From Iraq: Reflections on Returning
17 November 2017
Our Iraq team is currently on mission reconnecting with the people they met this past spring and early summer. Some are people they’ve worked with, others are people they helped rescue from ISIS territory and sniper fire. Dave Eubank previously wrote about those interactions and another Ranger, Sky, who was a part of the early June rescue teams, shares what it was like for him to return to where the rescues happened and reconnect with some of the individuals rescued.
We spotted the hospital while still on the eastern side of the Tigris River. After crossing a bridge (recently repaired since ISIS destroyed it) we were stopped at a Federal Police checkpoint. They were nervous about us being there, scared we would step on an IED. I was taken aback, considering every one of us had been on the front line during the operation to liberate Mosul, when the fighting was at its worst.
It looked much different than I recalled. It wasn’t just the absence of shrapnel, rubble, and bodies in the street. I realized my point of view had changed.

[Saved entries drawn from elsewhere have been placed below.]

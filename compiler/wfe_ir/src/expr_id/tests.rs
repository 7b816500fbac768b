use super::*;

#[test]
fn test_expr_id_valid() {
    let id = ExprId::new(42);
    assert!(id.is_valid());
    assert_eq!(id.index(), 42);
    assert_eq!(id.to_option(), Some(id));
}

#[test]
fn test_expr_id_invalid() {
    assert!(!ExprId::INVALID.is_valid());
    assert!(!ExprId::default().is_valid());
    assert_eq!(ExprId::INVALID.to_option(), None);
}

#[test]
fn test_expr_id_debug_and_display() {
    assert_eq!(format!("{:?}", ExprId::new(3)), "ExprId(3)");
    assert_eq!(format!("{:?}", ExprId::INVALID), "ExprId::INVALID");
    assert_eq!(ExprId::new(3).to_string(), "#3");
}

#[test]
fn test_expr_id_order_follows_allocation() {
    assert!(ExprId::new(1) < ExprId::new(2));
}

#[test]
fn test_expr_range() {
    let range = ExprRange::new(10, 5);
    assert!(!range.is_empty());
    assert_eq!(range.len(), 5);
    assert_eq!(format!("{range:?}"), "ExprRange(10..15)");
    assert!(ExprRange::new(10, 0).is_empty());
}

#[test]
fn test_token_id() {
    assert_eq!(TokenId::new(7).index(), 7);
    assert_eq!(format!("{:?}", TokenId::new(7)), "TokenId(7)");
}
//! WFE IR - workflow expression syntax trees
//!
//! Syntax trees for the `${{ ... }}` expressions embedded in workflow
//! files, and the two queries every analyzer over them needs:
//! - [`visit`]: depth-first walk with enter/leave callbacks
//! - [`find_parent`]: nearest enclosing node matching a predicate
//!
//! Lexing and parsing happen elsewhere. A parser feeds tokens into an
//! [`ExprArena`], building nodes bottom-up, and freezes the result into an
//! [`ExprTree`]. Type checkers and untrusted-input checkers then read the
//! tree through [`NodeRef`] handles.
//!
//! # Design Philosophy
//!
//! - **Closed variants**: [`ExprKind`] is an enum; analyzers match on it
//!   exhaustively.
//! - **Flat storage**: children and parents are [`ExprId`] indices, never
//!   boxes or shared pointers, so the back-link to a parent owns nothing.
//! - **Immutable after build**: [`ExprTree`] has no mutating API and is
//!   `Send + Sync`.
//!
//! Floats are stored as u64 bits so every node type can derive `Eq` and
//! `Hash`.

/// Compile-time assertion that a type has a specific size.
///
/// Used to prevent accidental size regressions in frequently-allocated types.
#[macro_export]
macro_rules! static_assert_size {
    ($ty:ty, $size:expr) => {
        const _: [(); $size] = [(); ::std::mem::size_of::<$ty>()];
    };
}

mod arena;
pub mod ast;
mod display;
mod error;
mod expr_id;
mod name;
mod node;
mod span;
#[cfg(test)]
mod test_helpers;
mod token;
mod traits;
pub mod visitor;

pub use arena::{ExprArena, ExprTree, SharedTree};
pub use ast::{CompareOpKind, Expr, ExprKind, LogicalOpKind, TokenSource};
pub use error::BuildError;
pub use expr_id::{ExprId, ExprRange, TokenId};
pub use name::{Name, NamePool};
pub use node::{
    Ancestors, ArrayDerefRef, Children, CompareOpRef, FuncCallRef, IndexAccessRef, LogicalOpRef,
    NodeRef, NotOpRef, ObjectDerefRef,
};
pub use span::{Position, Span};
pub use token::{Token, TokenKind};
pub use traits::Spanned;
pub use visitor::{find_parent, visit, walk, Visitor};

Before, I had observed the scene from a second story window, or quickly peeked over a wall. Now I stood out in the open, no snipers to worry about. Last time I had stood here I was multi-tasking: dragging a wounded man, trying to keep the tank between myself and ISIS machine gun nests, and trying to make sure we weren’t flanked. That didn’t leave a lot of time to take in the scenery. Now I had a moment to let it soak in.
Death still hung in the air. Bones and pieces of flesh left the stench. It still smelled the same. Worse were the clothes: a young child’s shoes; a little girl’s pink shirt. Reminders that children aren’t off limits for ISIS.
Omar, the civilian who aided the FBR team in rescuing wounded, met us in the street. He and his family had moved back to their home only a few blocks away. He hugged me and kissed my cheek, calling me his brother. I’ll never forget the first day I met him. After Omar had risked one trip into ISIS territory to rescue his wounded mother, Dave Eubank asked if he wanted to go with us to rescue more casualties. His response: “I am with you until death.” His courage inspired me.
We brought food and water to Omar’s home, where we met his wife and four sons. After his mother died, they are all Omar has left. The rest of his family was killed in the fighting. The situation in his neighborhood is bleak. No water and no electricity. He asked if I knew where he might find work. I told him I’d ask around.
After visiting Omar’s home, and treating an infected wound in his foot, we left to visit Khofran. She had been shot by ISIS while trying to reach the safety of the Iraqi forces. The FBR team had found her after sneaking into ISIS territory with four soldiers from the Emergency Response Division. Omar had come too, of course. The last time I had seen Khofran, I had lifted her up into a Humvee to be evacuated. She’s 20-years-old and tougher than she looks. Not many people can keep quiet while being carried along with a broken femur. Her family is as tough as she is. Khofran’s mom had stopped to help her when she was shot, but then her mother took a bullet to the face. Her three brothers had been shot as well, one in the head. Her mother and brothers survived. We left food with her family, and asked if they needed anything else. Her father explained that they are in debt after Khofran’s surgery. I told him we would help as we could.
I have been asked to reflect on how this trip made me feel. Honestly, I don’t know. I am saddened by the loss of life and destruction. I am thrilled to see Omar alive and well. I am humbled to have the opportunity to glorify God in a place some would call godforsaken. I am both glad and angered to see Khofran – glad because she is alive and will be able to walk again. Angry because she should be in university, not recuperating from multiple gunshots.
Most of all, this trip reminded me of 1 Corinthians 13:6-8: “Love does not delight in evil but rejoices with the truth. It always protects, always trusts, always hopes, always perseveres. Love never fails.” That’s why the FBR motto starts with love. It is our greatest commandment, one that never quits in the face of oppression.